## Directions
Pull every line containing "levels" from the listing below.

## Provided material
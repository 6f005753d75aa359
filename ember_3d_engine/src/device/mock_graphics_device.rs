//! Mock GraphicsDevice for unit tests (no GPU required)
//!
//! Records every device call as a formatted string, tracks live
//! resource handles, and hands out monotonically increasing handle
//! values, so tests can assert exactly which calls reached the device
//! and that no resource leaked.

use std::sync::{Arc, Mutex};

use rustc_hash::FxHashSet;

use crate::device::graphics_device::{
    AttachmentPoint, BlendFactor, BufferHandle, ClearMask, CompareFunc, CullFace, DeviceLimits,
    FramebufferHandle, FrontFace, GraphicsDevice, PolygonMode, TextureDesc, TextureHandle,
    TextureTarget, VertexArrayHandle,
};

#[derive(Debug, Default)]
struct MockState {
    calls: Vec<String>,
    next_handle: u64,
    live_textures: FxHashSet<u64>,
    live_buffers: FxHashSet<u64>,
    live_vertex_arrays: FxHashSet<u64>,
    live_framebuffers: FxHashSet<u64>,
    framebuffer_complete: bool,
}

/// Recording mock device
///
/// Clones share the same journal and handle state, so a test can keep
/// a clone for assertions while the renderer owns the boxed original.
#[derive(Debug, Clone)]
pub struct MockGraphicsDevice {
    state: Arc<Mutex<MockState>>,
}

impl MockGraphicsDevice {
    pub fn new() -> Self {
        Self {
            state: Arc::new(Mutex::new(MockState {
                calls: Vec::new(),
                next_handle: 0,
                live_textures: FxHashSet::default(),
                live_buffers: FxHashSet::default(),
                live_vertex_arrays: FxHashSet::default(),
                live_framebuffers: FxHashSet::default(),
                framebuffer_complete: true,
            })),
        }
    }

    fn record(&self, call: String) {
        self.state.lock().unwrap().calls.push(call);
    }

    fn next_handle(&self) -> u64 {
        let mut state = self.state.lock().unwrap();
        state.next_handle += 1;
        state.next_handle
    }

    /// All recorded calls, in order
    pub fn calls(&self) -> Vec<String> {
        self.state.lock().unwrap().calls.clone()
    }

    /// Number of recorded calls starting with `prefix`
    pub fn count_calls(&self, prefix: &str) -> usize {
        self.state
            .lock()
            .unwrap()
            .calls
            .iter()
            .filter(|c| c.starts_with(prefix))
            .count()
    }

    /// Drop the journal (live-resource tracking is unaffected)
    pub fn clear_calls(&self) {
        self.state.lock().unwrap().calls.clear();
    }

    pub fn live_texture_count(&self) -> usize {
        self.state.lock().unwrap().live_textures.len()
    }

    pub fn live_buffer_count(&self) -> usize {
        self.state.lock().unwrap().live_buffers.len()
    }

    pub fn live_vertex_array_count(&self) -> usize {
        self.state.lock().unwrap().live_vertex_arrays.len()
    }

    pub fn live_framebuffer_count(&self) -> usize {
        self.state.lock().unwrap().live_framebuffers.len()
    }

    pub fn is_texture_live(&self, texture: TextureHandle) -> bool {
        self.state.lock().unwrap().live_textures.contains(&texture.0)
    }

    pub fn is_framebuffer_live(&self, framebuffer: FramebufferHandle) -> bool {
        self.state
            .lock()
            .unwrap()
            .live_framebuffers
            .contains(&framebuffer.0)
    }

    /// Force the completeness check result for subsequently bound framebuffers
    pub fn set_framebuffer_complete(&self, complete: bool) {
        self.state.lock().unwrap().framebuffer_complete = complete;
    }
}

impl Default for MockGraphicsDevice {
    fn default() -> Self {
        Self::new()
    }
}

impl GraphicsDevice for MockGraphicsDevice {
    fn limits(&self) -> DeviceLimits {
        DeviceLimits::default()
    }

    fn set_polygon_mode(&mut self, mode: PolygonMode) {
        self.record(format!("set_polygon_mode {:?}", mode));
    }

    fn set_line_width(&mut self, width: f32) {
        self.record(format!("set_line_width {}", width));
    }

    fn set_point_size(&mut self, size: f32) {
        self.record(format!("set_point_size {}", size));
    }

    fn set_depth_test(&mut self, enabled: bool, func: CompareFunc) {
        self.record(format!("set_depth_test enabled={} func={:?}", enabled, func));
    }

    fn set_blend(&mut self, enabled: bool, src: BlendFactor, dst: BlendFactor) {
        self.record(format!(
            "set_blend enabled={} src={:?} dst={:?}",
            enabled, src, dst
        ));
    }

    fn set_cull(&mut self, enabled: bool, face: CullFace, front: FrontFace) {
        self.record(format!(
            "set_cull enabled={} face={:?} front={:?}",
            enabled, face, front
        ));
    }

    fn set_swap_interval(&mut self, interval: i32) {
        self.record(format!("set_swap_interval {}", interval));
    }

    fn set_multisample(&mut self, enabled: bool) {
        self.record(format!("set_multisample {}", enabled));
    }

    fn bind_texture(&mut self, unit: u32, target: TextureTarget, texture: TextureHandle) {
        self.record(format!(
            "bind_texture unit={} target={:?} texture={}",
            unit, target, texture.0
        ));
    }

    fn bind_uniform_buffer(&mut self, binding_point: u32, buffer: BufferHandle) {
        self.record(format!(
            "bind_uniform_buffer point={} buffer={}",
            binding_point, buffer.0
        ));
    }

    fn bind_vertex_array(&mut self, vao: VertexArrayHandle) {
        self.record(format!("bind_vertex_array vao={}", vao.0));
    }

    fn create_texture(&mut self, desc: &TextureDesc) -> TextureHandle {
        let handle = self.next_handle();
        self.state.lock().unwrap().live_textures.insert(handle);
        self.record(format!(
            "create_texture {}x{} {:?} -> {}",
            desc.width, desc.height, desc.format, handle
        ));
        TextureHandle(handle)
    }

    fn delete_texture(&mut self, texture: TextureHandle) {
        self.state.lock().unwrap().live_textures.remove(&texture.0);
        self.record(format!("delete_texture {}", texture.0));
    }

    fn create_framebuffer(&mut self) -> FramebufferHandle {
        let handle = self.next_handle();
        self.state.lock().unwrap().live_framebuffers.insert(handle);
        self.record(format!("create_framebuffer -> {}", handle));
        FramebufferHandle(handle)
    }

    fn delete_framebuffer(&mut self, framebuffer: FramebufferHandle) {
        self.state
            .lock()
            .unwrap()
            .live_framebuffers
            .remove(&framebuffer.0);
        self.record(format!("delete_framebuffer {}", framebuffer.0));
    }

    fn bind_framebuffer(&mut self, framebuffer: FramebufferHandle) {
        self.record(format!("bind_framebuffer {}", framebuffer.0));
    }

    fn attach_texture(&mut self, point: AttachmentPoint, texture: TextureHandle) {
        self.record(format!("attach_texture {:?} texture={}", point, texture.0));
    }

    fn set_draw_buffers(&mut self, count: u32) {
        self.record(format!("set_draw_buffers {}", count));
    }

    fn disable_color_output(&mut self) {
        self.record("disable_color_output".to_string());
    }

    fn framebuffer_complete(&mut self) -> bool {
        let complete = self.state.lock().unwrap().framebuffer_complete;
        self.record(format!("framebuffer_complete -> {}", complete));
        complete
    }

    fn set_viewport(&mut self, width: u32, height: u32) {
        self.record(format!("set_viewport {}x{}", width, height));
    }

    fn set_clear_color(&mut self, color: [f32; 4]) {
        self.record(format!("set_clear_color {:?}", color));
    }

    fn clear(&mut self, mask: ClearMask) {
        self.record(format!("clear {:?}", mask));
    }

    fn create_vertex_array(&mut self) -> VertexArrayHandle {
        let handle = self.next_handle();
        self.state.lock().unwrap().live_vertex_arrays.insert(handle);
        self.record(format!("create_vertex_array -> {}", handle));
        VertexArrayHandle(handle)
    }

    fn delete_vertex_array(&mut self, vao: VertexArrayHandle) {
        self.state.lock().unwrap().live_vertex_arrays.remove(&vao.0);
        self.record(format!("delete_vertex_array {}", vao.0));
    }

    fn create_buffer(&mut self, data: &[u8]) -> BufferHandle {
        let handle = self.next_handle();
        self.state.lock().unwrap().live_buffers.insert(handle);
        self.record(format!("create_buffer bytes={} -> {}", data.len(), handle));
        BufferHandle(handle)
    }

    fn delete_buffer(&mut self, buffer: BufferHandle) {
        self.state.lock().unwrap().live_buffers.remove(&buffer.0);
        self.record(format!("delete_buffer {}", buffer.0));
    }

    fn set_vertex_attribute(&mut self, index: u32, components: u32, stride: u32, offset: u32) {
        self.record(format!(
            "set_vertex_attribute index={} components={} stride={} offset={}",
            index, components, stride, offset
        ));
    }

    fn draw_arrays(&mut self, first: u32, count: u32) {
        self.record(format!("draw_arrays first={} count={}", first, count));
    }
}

==

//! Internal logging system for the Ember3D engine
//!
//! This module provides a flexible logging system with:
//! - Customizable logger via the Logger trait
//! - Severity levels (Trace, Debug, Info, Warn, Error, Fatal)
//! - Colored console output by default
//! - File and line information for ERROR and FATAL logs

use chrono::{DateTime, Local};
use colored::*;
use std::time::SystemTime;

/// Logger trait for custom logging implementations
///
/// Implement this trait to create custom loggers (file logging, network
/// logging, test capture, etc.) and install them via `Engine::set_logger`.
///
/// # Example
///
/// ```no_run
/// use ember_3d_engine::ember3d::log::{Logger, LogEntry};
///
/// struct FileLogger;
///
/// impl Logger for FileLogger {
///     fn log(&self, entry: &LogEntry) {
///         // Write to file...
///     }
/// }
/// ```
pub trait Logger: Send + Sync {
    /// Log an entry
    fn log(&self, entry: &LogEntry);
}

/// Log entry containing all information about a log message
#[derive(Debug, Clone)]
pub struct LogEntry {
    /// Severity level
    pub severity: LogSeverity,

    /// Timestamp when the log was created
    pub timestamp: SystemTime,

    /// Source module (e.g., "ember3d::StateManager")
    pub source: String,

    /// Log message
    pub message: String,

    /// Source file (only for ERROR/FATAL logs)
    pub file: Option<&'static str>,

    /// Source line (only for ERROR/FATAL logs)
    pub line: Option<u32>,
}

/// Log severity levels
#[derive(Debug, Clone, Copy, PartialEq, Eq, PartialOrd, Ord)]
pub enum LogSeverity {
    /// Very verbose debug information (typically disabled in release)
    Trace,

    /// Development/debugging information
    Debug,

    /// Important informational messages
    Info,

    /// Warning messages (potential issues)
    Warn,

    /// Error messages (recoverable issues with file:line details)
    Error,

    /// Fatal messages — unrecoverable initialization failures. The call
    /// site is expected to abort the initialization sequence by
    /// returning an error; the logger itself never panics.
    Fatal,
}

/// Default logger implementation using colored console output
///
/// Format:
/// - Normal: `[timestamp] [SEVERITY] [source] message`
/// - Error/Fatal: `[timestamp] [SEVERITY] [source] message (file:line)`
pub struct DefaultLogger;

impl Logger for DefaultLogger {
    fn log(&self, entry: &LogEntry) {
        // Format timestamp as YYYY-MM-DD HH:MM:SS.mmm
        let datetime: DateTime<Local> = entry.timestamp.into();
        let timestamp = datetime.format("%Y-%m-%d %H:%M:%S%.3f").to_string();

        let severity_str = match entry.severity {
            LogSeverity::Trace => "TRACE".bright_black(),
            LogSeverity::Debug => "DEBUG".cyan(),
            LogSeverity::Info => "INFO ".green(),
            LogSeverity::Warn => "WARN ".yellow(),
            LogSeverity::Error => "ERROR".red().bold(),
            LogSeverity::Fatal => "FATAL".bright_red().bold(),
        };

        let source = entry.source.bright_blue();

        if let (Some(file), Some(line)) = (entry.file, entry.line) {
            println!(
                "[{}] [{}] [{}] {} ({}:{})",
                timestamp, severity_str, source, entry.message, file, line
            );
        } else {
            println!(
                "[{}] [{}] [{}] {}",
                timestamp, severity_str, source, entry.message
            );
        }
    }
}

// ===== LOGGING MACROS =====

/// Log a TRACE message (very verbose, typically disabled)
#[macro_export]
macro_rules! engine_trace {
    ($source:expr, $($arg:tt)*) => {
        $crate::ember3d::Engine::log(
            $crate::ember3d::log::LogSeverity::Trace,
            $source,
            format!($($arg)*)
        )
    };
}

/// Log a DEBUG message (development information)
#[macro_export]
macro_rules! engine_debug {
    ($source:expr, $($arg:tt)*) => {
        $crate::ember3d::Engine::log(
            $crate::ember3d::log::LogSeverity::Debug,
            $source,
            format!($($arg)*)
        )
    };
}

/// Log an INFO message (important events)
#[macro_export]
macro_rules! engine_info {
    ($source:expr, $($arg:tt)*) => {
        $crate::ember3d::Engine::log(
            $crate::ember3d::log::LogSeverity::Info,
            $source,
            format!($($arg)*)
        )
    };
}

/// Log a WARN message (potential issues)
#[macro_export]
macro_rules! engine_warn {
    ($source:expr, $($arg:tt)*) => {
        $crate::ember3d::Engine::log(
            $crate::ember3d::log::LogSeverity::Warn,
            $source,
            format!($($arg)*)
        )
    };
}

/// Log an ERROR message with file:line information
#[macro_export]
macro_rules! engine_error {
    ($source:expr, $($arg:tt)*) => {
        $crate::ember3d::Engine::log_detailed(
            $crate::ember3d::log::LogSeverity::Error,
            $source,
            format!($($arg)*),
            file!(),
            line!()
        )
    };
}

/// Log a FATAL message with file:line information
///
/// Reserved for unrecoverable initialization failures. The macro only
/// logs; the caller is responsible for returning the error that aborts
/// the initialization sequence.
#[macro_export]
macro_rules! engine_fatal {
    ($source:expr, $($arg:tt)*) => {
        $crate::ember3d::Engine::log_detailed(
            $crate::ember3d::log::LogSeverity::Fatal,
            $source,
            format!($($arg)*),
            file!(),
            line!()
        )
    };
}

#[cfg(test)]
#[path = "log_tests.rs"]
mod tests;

## Response to the task
//! - Severity levels (Trace, Debug, Info, Warn, Error, Fatal)
/// Log severity levels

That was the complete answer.